#### INSTRUCTIONS FOR THE TASK:
Copy exactly, and only, the lines from the one containing "the artist page" through the last line of the records below.

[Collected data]
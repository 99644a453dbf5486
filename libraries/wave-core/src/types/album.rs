/// Album domain type
use std::sync::Arc;

use super::Song;

/// An album published by an artist
#[derive(Debug, Clone, PartialEq)]
pub struct Album {
    /// Album title
    pub name: String,

    /// Username of the publishing artist
    pub owner: String,

    /// Release year
    pub release_year: i32,

    /// Description shown on the artist page
    pub description: String,

    /// Songs in playback order
    pub songs: Vec<Arc<Song>>,
}

impl Album {
    /// Create a new album
    pub fn new(
        name: impl Into<String>,
        owner: impl Into<String>,
        release_year: i32,
        description: impl Into<String>,
        songs: Vec<Song>,
    ) -> Self {
        Self {
            name: name.into(),
            owner: owner.into(),
            release_year,
            description: description.into(),
            songs: songs.into_iter().map(Arc::new).collect(),
        }
    }
}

#### TASK ANSWER:
    /// Description shown on the artist page
    pub description: String,

    /// Songs in playback order
    pub songs: Vec<Arc<Song>>,
}

impl Album {
    /// Create a new album
    pub fn new(
        name: impl Into<String>,
        owner: impl Into<String>,
        release_year: i32,
        description: impl Into<String>,
        songs: Vec<Song>,
    ) -> Self {
        Self {
            name: name.into(),
            owner: owner.into(),
            release_year,
            description: description.into(),
            songs: songs.into_iter().map(Arc::new).collect(),
        }
    }
}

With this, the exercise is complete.